AS PESSOAS FAZEM COISAS QUE NOS INCOMODAM, NÃO NECESSARIAMENTE PARA NOS ABORRECER
Uma das distorções de pensamento que por vezes nos atrapalham é a personalização.
Colocamo-nos no centro das atenções e atribuímos um significado pessoal à grande parte das
coisas que os outros fazem ou dizem. Certamente, alguns dos comportamentos, atitudes e
verbalizações vindas dos outros incomodam-nos, parecem ter sido tecidas para nós mesmos
e ficamos sentidos com isso. É importante que saibamos que provavelmente nem sempre
as outras pessoas agem tendo por objetivo magoar-nos ou atingir-nos com o quer que seja.
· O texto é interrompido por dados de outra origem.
//! Command applier: turns committed command bytes into local mutations.
//!
//! Runs on every node, in log order. Each command executes inside a single
//! write transaction that also appends the envelope to the change log, so a
//! crash never leaves a half-applied command and local tailers observe the
//! same sequence on every replica.
//!
//! Determinism rules: no wall-clock reads (timestamps ride in the payload)
//! and no locally allocated sequences except the change-log append itself,
//! which advances identically everywhere because commands arrive in one
//! order. A command that fails to decode is logged and skipped; replication
//! must never halt on a bad record.

use crate::codec::{Command, CodecError};
use objvault_store::{bucket, iam, object, system, Keyspace, Store, StoreError, WriteTxn};
use std::sync::Arc;
use tracing::{debug, error};

/// Applies committed commands to the local store.
#[derive(Clone)]
pub struct Applier {
    store: Arc<Store>,
}

impl Applier {
    pub fn new(store: Arc<Store>) -> Self {
        Self { store }
    }

    /// The store this applier mutates.
    #[must_use]
    pub fn store(&self) -> &Arc<Store> {
        &self.store
    }

    /// Apply one committed envelope. Returns the local count for counting
    /// commands (pruned keys, trimmed records), 0 otherwise.
    ///
    /// Decode failures return `Ok(0)` after logging: the log index must
    /// advance past a corrupt record.
    pub fn apply(&self, bytes: &[u8]) -> Result<u64, StoreError> {
        let cmd = match Command::decode(bytes) {
            Ok(cmd) => cmd,
            Err(CodecError::UnknownTag(t)) => {
                error!(tag = t, "skipping command with unknown tag");
                return Ok(0);
            }
            Err(CodecError::Envelope(e)) => {
                error!(error = %e, "skipping undecodable command");
                return Ok(0);
            }
        };

        let mut txn = self.store.begin_write()?;
        txn.append_change_log(bytes)?;
        let count = dispatch(&mut txn, &cmd)?;
        txn.commit()?;
        debug!(tag = cmd.tag(), "applied command");
        Ok(count)
    }
}

fn dispatch(txn: &mut WriteTxn<'_>, cmd: &Command) -> Result<u64, StoreError> {
    match cmd {
        Command::CreateBucket(info) => bucket::apply_create_bucket(txn, info)?,
        Command::DeleteBucket(p) => bucket::apply_delete_bucket(txn, &p.name)?,
        Command::PutBucketPolicy(p) => {
            bucket::apply_put_bucket_config(txn, Keyspace::BucketPolicies, &p.bucket, p.config.as_bytes())?;
        }
        Command::DeleteBucketPolicy(p) => {
            bucket::apply_delete_bucket_config(txn, Keyspace::BucketPolicies, &p.name)?;
        }
        Command::PutBucketQuota(p) => {
            bucket::apply_set_quota(txn, &p.bucket, p.max_size_bytes, p.max_objects, p.fifo)?;
        }
        Command::PutBucketTags(p) => bucket::apply_set_bucket_tags(txn, &p.bucket, p.tags.clone())?,
        Command::PutBucketDefaultRetention(p) => {
            bucket::apply_set_default_retention(txn, &p.bucket, p.retention)?;
        }
        Command::PutObjectLockConfig(p) => {
            bucket::apply_set_object_lock_config(txn, &p.bucket, p.enabled, p.retention)?;
        }
        Command::SetBucketVersioning(p) => bucket::apply_set_versioning(txn, &p.bucket, p.status)?,
        Command::PutLifecycleRules(p) => {
            bucket::apply_put_bucket_config(txn, Keyspace::LifecycleRules, &p.bucket, p.config.as_bytes())?;
        }
        Command::DeleteLifecycleRules(p) => {
            bucket::apply_delete_bucket_config(txn, Keyspace::LifecycleRules, &p.name)?;
        }
        Command::PutWebsiteConfig(p) => {
            bucket::apply_put_bucket_config(txn, Keyspace::WebsiteConfigs, &p.bucket, p.config.as_bytes())?;
        }
        Command::DeleteWebsiteConfig(p) => {
            bucket::apply_delete_bucket_config(txn, Keyspace::WebsiteConfigs, &p.name)?;
        }
        Command::PutCorsConfig(p) => {
            bucket::apply_put_bucket_config(txn, Keyspace::CorsConfigs, &p.bucket, p.config.as_bytes())?;
        }
        Command::DeleteCorsConfig(p) => {
            bucket::apply_delete_bucket_config(txn, Keyspace::CorsConfigs, &p.name)?;
        }
        Command::PutNotificationConfig(p) => {
            bucket::apply_put_bucket_config(txn, Keyspace::NotificationConfigs, &p.bucket, p.config.as_bytes())?;
        }
        Command::DeleteNotificationConfig(p) => {
            bucket::apply_delete_bucket_config(txn, Keyspace::NotificationConfigs, &p.name)?;
        }
        Command::PutLambdaTrigger(p) => {
            bucket::apply_put_bucket_config(txn, Keyspace::LambdaTriggers, &p.bucket, p.config.as_bytes())?;
        }
        Command::DeleteLambdaTrigger(p) => {
            bucket::apply_delete_bucket_config(txn, Keyspace::LambdaTriggers, &p.name)?;
        }
        Command::PutEncryptionConfig(p) => {
            bucket::apply_put_bucket_config(txn, Keyspace::EncryptionConfigs, &p.bucket, p.config.as_bytes())?;
        }
        Command::DeleteEncryptionConfig(p) => {
            bucket::apply_delete_bucket_config(txn, Keyspace::EncryptionConfigs, &p.name)?;
        }
        Command::PutPublicAccessBlock(p) => {
            bucket::apply_put_bucket_config(txn, Keyspace::PublicAccessBlocks, &p.bucket, p.config.as_bytes())?;
        }
        Command::DeletePublicAccessBlock(p) => {
            bucket::apply_delete_bucket_config(txn, Keyspace::PublicAccessBlocks, &p.name)?;
        }
        Command::PutLoggingConfig(p) => {
            bucket::apply_put_bucket_config(txn, Keyspace::LoggingConfigs, &p.bucket, p.config.as_bytes())?;
        }
        Command::DeleteLoggingConfig(p) => {
            bucket::apply_delete_bucket_config(txn, Keyspace::LoggingConfigs, &p.name)?;
        }
        Command::PutObjectMeta(meta) => object::apply_put_object_meta(txn, meta)?,
        Command::DeleteObjectMeta(p) => object::apply_delete_object_meta(txn, &p.bucket, &p.key)?,
        Command::PutObjectTags(p) => {
            object::apply_update_object(txn, &p.bucket, &p.key, p.version_id.as_deref(), |m| {
                m.tags = p.tags.clone();
            })?;
        }
        Command::PutObjectVersion(meta) => object::apply_put_object_version(txn, meta)?,
        Command::DeleteObjectVersion(p) => {
            object::apply_delete_object_version(txn, &p.bucket, &p.key, &p.version_id)?;
        }
        Command::SetLatestVersion(p) => {
            object::apply_set_latest_version(txn, &p.bucket, &p.key, &p.version_id)?;
        }
        Command::SetObjectLegalHold(p) => {
            object::apply_update_object(txn, &p.bucket, &p.key, p.version_id.as_deref(), |m| {
                m.legal_hold = p.legal_hold;
            })?;
        }
        Command::SetObjectRetention(p) => {
            object::apply_update_object(txn, &p.bucket, &p.key, p.version_id.as_deref(), |m| {
                m.retention_mode = p.mode;
                m.retention_until = p.retain_until;
            })?;
        }
        Command::SetStorageTier(p) => {
            object::apply_update_object(txn, &p.bucket, &p.key, None, |m| {
                m.storage_tier = p.tier;
            })?;
        }
        Command::CreateMultipartUpload(upload) => {
            object::apply_create_multipart_upload(txn, upload)?;
        }
        Command::DeleteMultipartUpload { upload_id } => {
            object::apply_delete_multipart_upload(txn, upload_id)?;
        }
        Command::PutPart(p) => object::apply_put_part(txn, &p.upload_id, &p.part)?,
        Command::CreateAccessKey(key) => iam::apply_create_access_key(txn, key)?,
        Command::DeleteAccessKey { access_key } => iam::apply_delete_access_key(txn, access_key)?,
        Command::PruneExpiredAccessKeys { now } => {
            return iam::apply_prune_expired_access_keys(txn, *now);
        }
        Command::CreateIamUser(user) => iam::apply_create_user(txn, user)?,
        Command::DeleteIamUser { user_id } => iam::apply_delete_user(txn, user_id)?,
        Command::CreateIamGroup(group) => iam::apply_create_group(txn, group)?,
        Command::DeleteIamGroup { name } => iam::apply_delete_group(txn, name)?,
        Command::CreateIamPolicy(policy) => iam::apply_create_policy(txn, policy)?,
        Command::DeleteIamPolicy { name } => iam::apply_delete_policy(txn, name)?,
        Command::AttachUserPolicy(p) => {
            iam::apply_attach_user_policy(txn, &p.user_id, &p.policy_name)?;
        }
        Command::AppendAudit(entry) => system::apply_append_audit(txn, entry)?,
        Command::PruneAudit { before_nanos } => {
            return system::apply_prune_audit(txn, *before_nanos);
        }
        Command::PutVersionTag(p) => object::apply_put_version_tag(txn, &p.bucket, &p.key, &p.tag)?,
        Command::DeleteVersionTag(p) => {
            object::apply_delete_version_tag(txn, &p.bucket, &p.key, &p.tag)?;
        }
        Command::EnqueueReplication(event) => system::apply_enqueue_replication(txn, event)?,
        Command::DequeueReplication { id } => system::apply_dequeue_replication(txn, *id)?,
        Command::SetReplicationStatus(status) => system::apply_set_replication_status(txn, status)?,
        Command::TrimChangeLog { before_seq } => {
            return txn.trim_change_log(*before_seq);
        }
        Command::BatchAccessTimes(p) => object::apply_batch_access_times(txn, &p.entries)?,
        Command::SetVectorClock(p) => {
            object::apply_update_object(txn, &p.bucket, &p.key, Some(&p.version_id), |m| {
                m.vector_clock = Some(p.clock.clone());
            })?;
        }
    }
    Ok(0)
}

#[cfg(test)]
mod tests {
    use super::*;
    use crate::codec::{BucketRef, VersioningPayload};
    use objvault_common::types::{BucketInfo, ObjectMeta, VersioningStatus};
    use objvault_store::Keyspace;

    fn temp_applier() -> (tempfile::TempDir, Applier) {
        let dir = tempfile::tempdir().unwrap();
        let store = Arc::new(Store::open(dir.path().join("meta.redb")).unwrap());
        (dir, Applier::new(store))
    }

    fn commands() -> Vec<Command> {
        vec![
            Command::CreateBucket(BucketInfo {
                name: "b".into(),
                created_at: 100,
                ..Default::default()
            }),
            Command::SetBucketVersioning(VersioningPayload {
                bucket: "b".into(),
                status: VersioningStatus::Enabled,
            }),
            Command::PutObjectVersion(Box::new(ObjectMeta {
                bucket: "b".into(),
                key: "k".into(),
                content_type: "text/plain".into(),
                etag: "\"e1\"".into(),
                size: 2,
                last_modified: 200,
                version_id: Some("v1".into()),
                is_latest: true,
                ..Default::default()
            })),
            Command::PutObjectVersion(Box::new(ObjectMeta {
                bucket: "b".into(),
                key: "k".into(),
                content_type: "text/plain".into(),
                etag: "\"e2\"".into(),
                size: 2,
                last_modified: 300,
                version_id: Some("v2".into()),
                is_latest: true,
                ..Default::default()
            })),
            Command::DeleteObjectVersion(crate::codec::VersionRef {
                bucket: "b".into(),
                key: "k".into(),
                version_id: "v2".into(),
            }),
        ]
    }

    #[test]
    fn test_replay_converges() {
        // The same command sequence applied to two empty stores must yield
        // identical keyspace contents.
        let (_d1, a) = temp_applier();
        let (_d2, b) = temp_applier();
        for cmd in commands() {
            a.apply(&cmd.encode()).unwrap();
            b.apply(&cmd.encode()).unwrap();
        }

        let mut snap_a = Vec::new();
        let mut snap_b = Vec::new();
        a.store().write_snapshot(&mut snap_a).unwrap();
        b.store().write_snapshot(&mut snap_b).unwrap();
        assert_eq!(snap_a, snap_b);
    }

    #[test]
    fn test_corrupt_command_skipped() {
        let (_dir, applier) = temp_applier();
        assert_eq!(applier.apply(b"garbage").unwrap(), 0);
        assert_eq!(applier.apply(br#"{"t":26,"d":{}}"#).unwrap(), 0);
    }

    #[test]
    fn test_change_log_records_envelope_verbatim() {
        let (_dir, applier) = temp_applier();
        let cmd = Command::DeleteBucket(BucketRef { name: "b".into() });
        let bytes = cmd.encode();
        applier.apply(&bytes).unwrap();

        let log = applier.store().read_change_log(0, 10).unwrap();
        assert_eq!(log.len(), 1);
        assert_eq!(log[0].1, bytes);
    }

    #[test]
    fn test_counting_command_returns_count() {
        let (_dir, applier) = temp_applier();
        applier
            .apply(
                &Command::CreateAccessKey(objvault_common::types::AccessKey {
                    access_key: "STS".into(),
                    expires_at: 10,
                    ..Default::default()
                })
                .encode(),
            )
            .unwrap();
        let pruned = applier
            .apply(&Command::PruneExpiredAccessKeys { now: 100 }.encode())
            .unwrap();
        assert_eq!(pruned, 1);
    }

    #[test]
    fn test_applied_mutation_visible() {
        let (_dir, applier) = temp_applier();
        for cmd in commands() {
            applier.apply(&cmd.encode()).unwrap();
        }
        let rtx = applier.store().begin_read().unwrap();
        let latest = objvault_store::object::get_object(&rtx, "b", "k").unwrap().unwrap();
        assert_eq!(latest.version_id.as_deref(), Some("v1"));
        assert_eq!(rtx.len(Keyspace::ObjectVersions).unwrap(), 1);
    }
}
O que pode acontecer, é que interpretamos isso como sendo dirigido a nós e automaticamente
emitimos um sentimento negativo. Este sentimento provavelmente terá muito mais relação com
os nossos “fantasmas” do que com a intenção da outra pessoa para nos aborrecer ou atingir de
forma sarcástica ou depreciativa. Dê a si mesmo o benefício da dúvida, não personalize e tente
interpretar aquilo que sente ligado a algo que não gosta e não necessariamente
porque a outra pessoa lhe quer provocar algum tipo de incômodo.